• _YOUR GOAL_: Extract every record, keeping each one exactly as it is.

(Stored data)
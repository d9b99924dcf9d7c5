//! Lazy dictionary loaders.

use std::future::Future;
use std::path::{
    Path,
    PathBuf,
};

use futures::future::BoxFuture;
use thiserror::Error;

use crate::dictionary::Dictionary;

/// Errors produced while loading a dictionary.
#[derive(Error, Debug)]
pub enum LoadError {
    /// The dictionary source could not be read.
    #[error("Failed to read dictionary: {0}")]
    Io(#[from] std::io::Error),

    /// The dictionary is not valid JSON.
    #[error("Failed to parse dictionary: {0}")]
    Parse(#[from] serde_json::Error),

    /// A custom loader reported a failure.
    #[error("Dictionary loader failed: {0}")]
    Loader(String),
}

/// Future returned by [`DictionaryLoader::load`].
pub type LoadFuture = BoxFuture<'static, Result<Dictionary, LoadError>>;

/// Deferred source of a locale's dictionary.
///
/// Nothing happens until [`load`](Self::load) is called; the runtime calls it
/// the first time the locale is activated.
pub trait DictionaryLoader: Send + Sync {
    /// Starts loading the dictionary.
    fn load(&self) -> LoadFuture;
}

impl<F, Fut> DictionaryLoader for F
where
    F: Fn() -> Fut + Send + Sync,
    Fut: Future<Output = Result<Dictionary, LoadError>> + Send + 'static,
{
    fn load(&self) -> LoadFuture {
        Box::pin(self())
    }
}

/// Loader over JSON compiled into the binary. Parsing is deferred to `load`.
#[derive(Debug, Clone, Copy)]
pub struct EmbeddedLoader {
    /// Raw JSON text.
    source: &'static str,
}

impl EmbeddedLoader {
    #[must_use]
    pub const fn new(source: &'static str) -> Self {
        Self { source }
    }
}

impl DictionaryLoader for EmbeddedLoader {
    fn load(&self) -> LoadFuture {
        let source = self.source;
        Box::pin(async move { Dictionary::from_json_str(source).map_err(LoadError::from) })
    }
}

/// Loader reading a JSON dictionary file on demand.
#[derive(Debug, Clone)]
pub struct JsonFileLoader {
    /// Dictionary file location.
    path: PathBuf,
}

impl JsonFileLoader {
    #[must_use]
    pub fn new(path: impl Into<PathBuf>) -> Self {
        Self { path: path.into() }
    }

    #[must_use]
    pub fn path(&self) -> &Path {
        &self.path
    }
}

impl DictionaryLoader for JsonFileLoader {
    fn load(&self) -> LoadFuture {
        let path = self.path.clone();
        Box::pin(async move {
            tracing::debug!(path = %path.display(), "Reading dictionary file");
            let content = tokio::fs::read_to_string(&path).await?;
            Ok::<_, LoadError>(Dictionary::from_json_str(&content)?)
        })
    }
}

#[cfg(test)]
#[allow(clippy::unwrap_used)]
mod tests {
    use std::fs;

    use googletest::prelude::*;
    use tempfile::TempDir;

    use super::*;

    #[googletest::test]
    fn embedded_loader_parses_on_load() {
        let loader = EmbeddedLoader::new(r#"{"greeting": {"hello": "Hello"}}"#);

        let dict = tokio_test::block_on(loader.load()).unwrap();

        expect_that!(dict.get("greeting.hello"), some(eq("Hello")));
    }

    #[googletest::test]
    fn embedded_loader_reports_parse_error() {
        let loader = EmbeddedLoader::new("{");

        let result = tokio_test::block_on(loader.load());

        expect_that!(matches!(result, Err(LoadError::Parse(_))), eq(true));
    }

    #[tokio::test]
    async fn json_file_loader_reads_file() {
        let temp_dir = TempDir::new().unwrap();
        let path = temp_dir.path().join("th.json");
        fs::write(&path, r#"{"title": "สวัสดี"}"#).unwrap();

        let dict = JsonFileLoader::new(&path).load().await.unwrap();

        assert_eq!(dict.get("title"), Some("สวัสดี"));
    }

    #[tokio::test]
    async fn json_file_loader_reports_missing_file() {
        let temp_dir = TempDir::new().unwrap();

        let result = JsonFileLoader::new(temp_dir.path().join("missing.json")).load().await;

        assert!(matches!(result, Err(LoadError::Io(_))));
    }

    #[tokio::test]
    async fn closure_is_a_loader() {
        let loader = || async {
            Ok::<_, LoadError>(Dictionary::from_iter([("k".to_string(), "v".to_string())]))
        };

        let dict = loader.load().await.unwrap();

        assert_eq!(dict.get("k"), Some("v"));
    }
}
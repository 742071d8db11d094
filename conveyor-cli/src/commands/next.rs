//! Next-action and phase commands

use clap::Args;
use conveyor_core::Phase;

use super::Context;

/// Print the next action as JSON
#[derive(Args, Debug)]
pub struct NextArgs {
    /// Feature identifier
    pub feature: String,

    /// Interrupt stale sessions and clean stale locks before deciding
    #[arg(long)]
    pub reconcile: bool,
}

impl NextArgs {
    pub fn execute(&self, ctx: &Context) -> anyhow::Result<()> {
        if self.reconcile {
            let report = ctx.sessions().reconcile_feature(&self.feature)?;
            if !report.is_clean() {
                tracing::info!(?report, "Reconciled before deciding");
            }
        }

        let action = ctx.machine().next_action(&self.feature)?;
        println!("{}", serde_json::to_string_pretty(&action)?);
        if action.kind.needs_human() {
            tracing::info!(
                feature_id = %self.feature,
                action = %action.kind,
                "Pipeline is waiting on a person"
            );
        }
        Ok(())
    }
}

/// Move a feature to another phase
#[derive(Args, Debug)]
pub struct PhaseArgs {
    /// Feature identifier
    pub feature: String,

    /// Target phase (e.g. SPEC_APPROVED)
    pub phase: Phase,

    /// Skip the transition check
    #[arg(short, long)]
    pub force: bool,
}

impl PhaseArgs {
    pub fn execute(&self, ctx: &Context) -> anyhow::Result<()> {
        let before = ctx.store.load(&self.feature)?.phase;
        let feature = if self.force {
            ctx.store.update_phase(&self.feature, self.phase)?
        } else {
            ctx.store.advance_phase(&self.feature, self.phase)?
        };
        println!("{}: {} -> {}", feature.feature_id, before, feature.phase);
        Ok(())
    }
}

• _YOUR RESPONSE_:
repository d9b99924dcf9d7c5
//! Lazy dictionary loaders.

use std::future::Future;
use std::path::{
    Path,
    PathBuf,
};

use futures::future::BoxFuture;
use thiserror::Error;

use crate::dictionary::Dictionary;

/// Errors produced while loading a dictionary.
#[derive(Error, Debug)]
pub enum LoadError {
    /// The dictionary source could not be read.
    #[error("Failed to read dictionary: {0}")]
    Io(#[from] std::io::Error),

    /// The dictionary is not valid JSON.
    #[error("Failed to parse dictionary: {0}")]
    Parse(#[from] serde_json::Error),

    /// A custom loader reported a failure.
    #[error("Dictionary loader failed: {0}")]
    Loader(String),
}

/// Future returned by [`DictionaryLoader::load`].
pub type LoadFuture = BoxFuture<'static, Result<Dictionary, LoadError>>;

/// Deferred source of a locale's dictionary.
///
/// Nothing happens until [`load`](Self::load) is called; the runtime calls it
/// the first time the locale is activated.
pub trait DictionaryLoader: Send + Sync {
    /// Starts loading the dictionary.
    fn load(&self) -> LoadFuture;
}

impl<F, Fut> DictionaryLoader for F
where
    F: Fn() -> Fut + Send + Sync,
    Fut: Future<Output = Result<Dictionary, LoadError>> + Send + 'static,
{
    fn load(&self) -> LoadFuture {
        Box::pin(self())
    }
}

/// Loader over JSON compiled into the binary. Parsing is deferred to `load`.
#[derive(Debug, Clone, Copy)]
pub struct EmbeddedLoader {
    /// Raw JSON text.
    source: &'static str,
}

impl EmbeddedLoader {
    #[must_use]
    pub const fn new(source: &'static str) -> Self {
        Self { source }
    }
}

impl DictionaryLoader for EmbeddedLoader {
    fn load(&self) -> LoadFuture {
        let source = self.source;
        Box::pin(async move { Dictionary::from_json_str(source).map_err(LoadError::from) })
    }
}

/// Loader reading a JSON dictionary file on demand.
#[derive(Debug, Clone)]
pub struct JsonFileLoader {
    /// Dictionary file location.
    path: PathBuf,
}

impl JsonFileLoader {
    #[must_use]
    pub fn new(path: impl Into<PathBuf>) -> Self {
        Self { path: path.into() }
    }

    #[must_use]
    pub fn path(&self) -> &Path {
        &self.path
    }
}

impl DictionaryLoader for JsonFileLoader {
    fn load(&self) -> LoadFuture {
        let path = self.path.clone();
        Box::pin(async move {
            tracing::debug!(path = %path.display(), "Reading dictionary file");
            let content = tokio::fs::read_to_string(&path).await?;
            Ok::<_, LoadError>(Dictionary::from_json_str(&content)?)
        })
    }
}

#[cfg(test)]
#[allow(clippy::unwrap_used)]
mod tests {
    use std::fs;

    use googletest::prelude::*;
    use tempfile::TempDir;

    use super::*;

    #[googletest::test]
    fn embedded_loader_parses_on_load() {
        let loader = EmbeddedLoader::new(r#"{"greeting": {"hello": "Hello"}}"#);

        let dict = tokio_test::block_on(loader.load()).unwrap();

        expect_that!(dict.get("greeting.hello"), some(eq("Hello")));
    }

    #[googletest::test]
    fn embedded_loader_reports_parse_error() {
        let loader = EmbeddedLoader::new("{");

        let result = tokio_test::block_on(loader.load());

        expect_that!(matches!(result, Err(LoadError::Parse(_))), eq(true));
    }

    #[tokio::test]
    async fn json_file_loader_reads_file() {
        let temp_dir = TempDir::new().unwrap();
        let path = temp_dir.path().join("th.json");
        fs::write(&path, r#"{"title": "สวัสดี"}"#).unwrap();

        let dict = JsonFileLoader::new(&path).load().await.unwrap();

        assert_eq!(dict.get("title"), Some("สวัสดี"));
    }

    #[tokio::test]
    async fn json_file_loader_reports_missing_file() {
        let temp_dir = TempDir::new().unwrap();

        let result = JsonFileLoader::new(temp_dir.path().join("missing.json")).load().await;

        assert!(matches!(result, Err(LoadError::Io(_))));
    }

    #[tokio::test]
    async fn closure_is_a_loader() {
        let loader = || async {
            Ok::<_, LoadError>(Dictionary::from_iter([("k".to_string(), "v".to_string())]))
        };

        let dict = loader.load().await.unwrap();

        assert_eq!(dict.get("k"), Some("v"));
    }
}
repository 742071d8db11d094
filename conveyor-cli/src/commands/next.rs
//! Next-action and phase commands

use clap::Args;
use conveyor_core::Phase;

use super::Context;

/// Print the next action as JSON
#[derive(Args, Debug)]
pub struct NextArgs {
    /// Feature identifier
    pub feature: String,

    /// Interrupt stale sessions and clean stale locks before deciding
    #[arg(long)]
    pub reconcile: bool,
}

impl NextArgs {
    pub fn execute(&self, ctx: &Context) -> anyhow::Result<()> {
        if self.reconcile {
            let report = ctx.sessions().reconcile_feature(&self.feature)?;
            if !report.is_clean() {
                tracing::info!(?report, "Reconciled before deciding");
            }
        }

        let action = ctx.machine().next_action(&self.feature)?;
        println!("{}", serde_json::to_string_pretty(&action)?);
        if action.kind.needs_human() {
            tracing::info!(
                feature_id = %self.feature,
                action = %action.kind,
                "Pipeline is waiting on a person"
            );
        }
        Ok(())
    }
}

/// Move a feature to another phase
#[derive(Args, Debug)]
pub struct PhaseArgs {
    /// Feature identifier
    pub feature: String,

    /// Target phase (e.g. SPEC_APPROVED)
    pub phase: Phase,

    /// Skip the transition check
    #[arg(short, long)]
    pub force: bool,
}

impl PhaseArgs {
    pub fn execute(&self, ctx: &Context) -> anyhow::Result<()> {
        let before = ctx.store.load(&self.feature)?.phase;
        let feature = if self.force {
            ctx.store.update_phase(&self.feature, self.phase)?
        } else {
            ctx.store.advance_phase(&self.feature, self.phase)?
        };
        println!("{}: {} -> {}", feature.feature_id, before, feature.phase);
        Ok(())
    }
}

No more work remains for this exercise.